Runx1 transcriptional regulation of microglia critically modulates opioid analgesia and withdrawal in humans and rodents [ChIP-seq]

Opioid pain-relief and adverse outcomes differ between individuals. We show that runt-related transcription factor 1 (Runx1) is a determinant of opioid responses in humans and rodents and modulates the microglial transcriptome. Electron microscopy and single-cell RNA-sequencing revealed that deletion of Runx1 from microglia produces distinct ultra-structural and transcriptomic signatures. Microglia Runx1-deficient mice have reduced morphine potency, despite having no prior opioid exposure and normal nociceptive thresholds. These mice required greater amounts of post-operative morphine and displayed robust morphine-induced hyperalgesia and exacerbated withdrawal. In humans, genome-wide linkage analyses (GWAS) revealed variations within the Runx1 gene is associated with inter-individual differences in perioperative opioid requirement and opioid withdrawal severity.

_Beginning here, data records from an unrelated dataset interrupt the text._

//! Response models returned by KAS services.
//!
//! Models are lenient: missing fields fall back to their defaults, and
//! unknown fields are ignored, so minor API additions never break decoding.

use serde::{Deserialize, Serialize};
use serde_json::{Map, Value};

use super::ContractOptions;

// =============================================================================
// Pagination
// =============================================================================

/// One page of a list endpoint.
///
/// An empty or absent cursor marks the last page.
///
/// # Example
///
/// ```
/// use kas_kit::Page;
///
/// let page: Page<u32> = serde_json::from_str(r#"{"items":[1,2],"cursor":"c1"}"#).unwrap();
/// assert_eq!(page.next_cursor(), Some("c1"));
///
/// let last: Page<u32> = serde_json::from_str(r#"{"items":[3],"cursor":""}"#).unwrap();
/// assert_eq!(last.next_cursor(), None);
/// ```
#[derive(Debug, Clone, PartialEq, Serialize, Deserialize)]
pub struct Page<T> {
    #[serde(default)]
    pub items: Vec<T>,
    #[serde(default)]
    pub cursor: String,
}

impl<T> Default for Page<T> {
    fn default() -> Self {
        Self {
            items: Vec::new(),
            cursor: String::new(),
        }
    }
}

impl<T> Page<T> {
    /// The cursor to request the next page with, if there is one.
    pub fn next_cursor(&self) -> Option<&str> {
        if self.cursor.is_empty() {
            None
        } else {
            Some(&self.cursor)
        }
    }

    /// Returns true if this is the last page.
    pub fn is_last(&self) -> bool {
        self.next_cursor().is_none()
    }
}

// =============================================================================
// Service errors
// =============================================================================

/// A `{ code, message }` payload returned in place of a result.
#[derive(Debug, Clone, PartialEq, Eq, Serialize, Deserialize)]
pub struct ServiceErrorPayload {
    pub code: i64,
    pub message: String,
}

impl ServiceErrorPayload {
    /// Detect an error-shaped payload: an object with exactly an integer
    /// `code` and a string `message`.
    pub fn detect(value: &Value) -> Option<Self> {
        let object = value.as_object()?;
        if object.len() != 2 {
            return None;
        }
        Some(Self {
            code: object.get("code")?.as_i64()?,
            message: object.get("message")?.as_str()?.to_string(),
        })
    }
}

// =============================================================================
// Shared
// =============================================================================

/// Result of submitting a transaction through a token service.
#[derive(Debug, Clone, Default, PartialEq, Eq, Serialize, Deserialize)]
#[serde(default, rename_all = "camelCase")]
pub struct TransactionResult {
    /// Usually `"Submitted"`.
    pub status: String,
    pub transaction_hash: String,
}

// =============================================================================
// KIP-17
// =============================================================================

#[derive(Debug, Clone, Default, PartialEq, Eq, Serialize, Deserialize)]
#[serde(default, rename_all = "camelCase")]
pub struct Kip17Contract {
    pub address: String,
    pub alias: String,
    pub name: String,
    pub symbol: String,
    pub options: Option<ContractOptions>,
}

#[derive(Debug, Clone, Default, PartialEq, Eq, Serialize, Deserialize)]
#[serde(default, rename_all = "camelCase")]
pub struct Kip17Token {
    pub token_id: String,
    pub owner: String,
    pub previous_owner: String,
    pub token_uri: String,
    pub transaction_hash: String,
    pub created_at: u64,
    pub updated_at: u64,
}

/// One ownership change of a KIP-17 token.
#[derive(Debug, Clone, Default, PartialEq, Eq, Serialize, Deserialize)]
#[serde(default, rename_all = "camelCase")]
pub struct Kip17TransferRecord {
    pub from: String,
    pub to: String,
    pub timestamp: u64,
    pub transaction_hash: String,
}

// =============================================================================
// KIP-7
// =============================================================================

#[derive(Debug, Clone, Default, PartialEq, Eq, Serialize, Deserialize)]
#[serde(default, rename_all = "camelCase")]
pub struct Kip7Contract {
    pub address: String,
    pub alias: String,
    pub name: String,
    pub symbol: String,
    pub decimals: u8,
    pub total_supply: String,
    pub status: String,
    pub options: Option<ContractOptions>,
}

/// A balance or allowance, as a hex amount in the token's smallest unit.
#[derive(Debug, Clone, Default, PartialEq, Eq, Serialize, Deserialize)]
#[serde(default, rename_all = "camelCase")]
pub struct Kip7Balance {
    pub balance: String,
    pub decimals: u8,
}

// =============================================================================
// KIP-37
// =============================================================================

#[derive(Debug, Clone, Default, PartialEq, Eq, Serialize, Deserialize)]
#[serde(default, rename_all = "camelCase")]
pub struct Kip37Contract {
    pub address: String,
    pub alias: String,
    pub status: String,
    pub uri: String,
    pub options: Option<ContractOptions>,
}

#[derive(Debug, Clone, Default, PartialEq, Eq, Serialize, Deserialize)]
#[serde(default, rename_all = "camelCase")]
pub struct Kip37Token {
    pub token_id: String,
    pub token_address: String,
    pub balance: String,
    pub total_supply: String,
    pub token_uri: String,
    pub updated_at: u64,
}

// =============================================================================
// Wallet
// =============================================================================

/// A KAS-managed account or fee payer.
#[derive(Debug, Clone, Default, PartialEq, Eq, Serialize, Deserialize)]
#[serde(default, rename_all = "camelCase")]
pub struct Account {
    pub address: String,
    pub chain_id: u64,
    pub key_id: String,
    pub krn: String,
    pub public_key: String,
    pub created_at: u64,
    pub updated_at: u64,
}

#[derive(Debug, Clone, Default, PartialEq, Eq, Serialize, Deserialize)]
#[serde(default)]
pub struct AccountCount {
    pub count: u64,
}

/// A transaction submitted (or only signed) through the wallet service.
#[derive(Debug, Clone, Default, PartialEq, Serialize, Deserialize)]
#[serde(default, rename_all = "camelCase")]
pub struct WalletTransaction {
    pub from: String,
    pub to: Option<String>,
    pub value: Option<String>,
    pub gas: u64,
    pub gas_price: String,
    pub nonce: u64,
    pub rlp: String,
    pub status: String,
    pub transaction_hash: String,
    pub type_int: u32,
    /// Type-specific fields (`input`, `feePayer`, `feeRatio`, ...).
    #[serde(flatten)]
    pub extra: Map<String, Value>,
}

// =============================================================================
// Token history
// =============================================================================

/// One entry of a transfer history.
#[derive(Debug, Clone, Default, PartialEq, Serialize, Deserialize)]
#[serde(default, rename_all = "camelCase")]
pub struct TransferHistoryItem {
    /// `klay`, `ft`, `nft` or `mt`.
    pub transfer_type: String,
    pub from: String,
    pub to: String,
    pub transaction_hash: String,
    pub timestamp: u64,
    /// Kind-specific fields (`value`, `tokenId`, `contract`, `transaction`, ...).
    #[serde(flatten)]
    pub extra: Map<String, Value>,
}

/// A token contract indexed by the token history service.
#[derive(Debug, Clone, Default, PartialEq, Serialize, Deserialize)]
#[serde(default, rename_all = "camelCase")]
pub struct TokenContract {
    pub address: String,
    pub name: String,
    pub symbol: String,
    /// Absent for NFT and MT contracts.
    pub decimals: Option<u8>,
    pub total_supply: String,
    pub status: String,
    /// `kip7`, `kip17`, `kip37`, `erc20`, `erc721` or `erc1155`.
    #[serde(rename = "type")]
    pub contract_type: String,
    pub created_at: u64,
    pub updated_at: u64,
    #[serde(flatten)]
    pub extra: Map<String, Value>,
}

/// One NFT as indexed by the token history service.
#[derive(Debug, Clone, Default, PartialEq, Eq, Serialize, Deserialize)]
#[serde(default, rename_all = "camelCase")]
pub struct NftToken {
    pub owner: String,
    pub previous_owner: String,
    pub token_id: String,
    pub token_uri: String,
    pub transaction_hash: String,
    pub created_at: u64,
    pub updated_at: u64,
}

// =============================================================================
// Metadata
// =============================================================================

#[derive(Debug, Clone, Default, PartialEq, Eq, Serialize, Deserialize)]
#[serde(default, rename_all = "camelCase")]
pub struct MetadataUpload {
    pub content_type: String,
    pub filename: String,
    pub uri: String,
}
//! Client infrastructure for the Klaytn API Service.
//!
//! - [`Kas`] - The main client, the single entry point for all services
//! - [`KasBuilder`] - Fluent builder for credentials, endpoints and transport
//! - [`Transport`] - The request capability; [`HttpTransport`] is the default
//! - [`Call`] - An awaitable call that can also drive a legacy callback
//!
//! # Request Pipeline
//!
//! Every operation runs the same stages, in order:
//!
//! | Stage | Item |
//! |-------|------|
//! | Argument resolution | [`resolve`] against an endpoint's [`Param`] list |
//! | Identifier normalization | [`normalize_id`](crate::normalize_id) |
//! | Option whitelist check | [`QueryOptions::is_valid_options`](crate::QueryOptions::is_valid_options) |
//! | Request building | [`build_request`] |
//! | Submission | [`Call`] over a [`Transport`] |
//!
//! The first four stages are synchronous; their errors are returned before a
//! [`Call`] exists.

mod args;
mod call;
mod endpoint;
mod facade;
mod kas;
mod transport;

pub use args::{Arg, ArgKind, ArgValue, Callback, Literal, Param, ParamKind, ResolvedArgs, resolve};
pub use call::{Call, CallResult};
pub use endpoint::{CHAIN_ID_HEADER, Encoding, Endpoint, Field, build_request};
pub use facade::Facade;
pub use kas::{ENV_ACCESS_KEY_ID, ENV_CHAIN_ID, ENV_SECRET_ACCESS_KEY, Kas, KasBuilder};
pub use transport::{Completion, HttpTransport, RawResponse, RetryConfig, Transport};
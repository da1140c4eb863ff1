//! Cursor-based pagination.

use kas_kit::*;
use serde_json::json;

use crate::mock::{MockTransport, kas};

#[tokio::test]
async fn test_cursor_round_trip() {
    let transport = MockTransport::new();
    transport
        .reply(json!({
            "items": [{ "tokenId": "0x1", "owner": "0xa" }],
            "cursor": "c1",
        }))
        .reply(json!({
            "items": [{ "tokenId": "0x2", "owner": "0xb" }],
            "cursor": "",
        }));
    let kip17 = kas(&transport).kip17().unwrap();

    let first = kip17.token_list("my-nft", None).unwrap().await.unwrap();
    assert_eq!(first.items[0].token_id, "0x1");
    let cursor = first.next_cursor().unwrap();
    assert_eq!(cursor, "c1");

    let options = QueryOptions::builder().cursor(cursor).build().unwrap();
    let second = kip17.token_list("my-nft", options).unwrap().await.unwrap();

    let requests = transport.requests();
    assert_eq!(requests[0].query("cursor"), None);
    assert_eq!(requests[1].query("cursor"), Some("c1"));
    assert_eq!(requests[1].query_params.len(), 1);
    assert!(second.is_last());
    assert_eq!(second.next_cursor(), None);
}

#[tokio::test]
async fn test_walk_every_page() {
    let transport = MockTransport::new();
    for (n, cursor) in [(1, "c1"), (2, "c2"), (3, "")] {
        transport.reply(json!({
            "items": [{ "address": format!("0x{n}"), "chainId": 1001 }],
            "cursor": cursor,
        }));
    }
    let wallet = kas(&transport).wallet().unwrap();

    let mut addresses = Vec::new();
    let mut options = QueryOptions::builder().size(1).build().unwrap();
    loop {
        let page = wallet.account_list(options).unwrap().await.unwrap();
        addresses.extend(page.items.iter().map(|account| account.address.clone()));
        let Some(cursor) = page.next_cursor() else {
            break;
        };
        options = QueryOptions::builder().size(1).cursor(cursor).build().unwrap();
    }

    assert_eq!(addresses, ["0x1", "0x2", "0x3"]);
    let cursors: Vec<Option<String>> = transport
        .requests()
        .iter()
        .map(|request| request.query("cursor").map(str::to_string))
        .collect();
    assert_eq!(
        cursors,
        [None, Some("c1".to_string()), Some("c2".to_string())]
    );
}

#[tokio::test]
async fn test_absent_cursor_is_last_page() {
    let transport = MockTransport::new();
    transport.reply(json!({ "items": [] }));

    let page = kas(&transport)
        .token_history()
        .unwrap()
        .nft_contract_list(None)
        .unwrap()
        .await
        .unwrap();
    assert!(page.items.is_empty());
    assert!(page.is_last());
}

Identification of Runx1 susceptibility genotypes has implications for individualizing opioid pain management and determining risk of opioid dependence. Overall design: Spinal cord cells were isolated from male C57BL/6J mice at 8-10 weeks of age. For each immunoprecipitation, chromatin from 10 spinal cords was pooled, yielding a sample of approximately 10 µg, and incubated with 9 µg of antibody against Runx1 (rabbit polyclonal, ab23980, lot# 1017033-4, Abcam) overnight at 4 °C with rotation. ChIP-Seq library preparation and sequencing reactions were conducted by GENEWIZ, Inc/Azenta US, Inc. (South Plainfield, NJ, USA).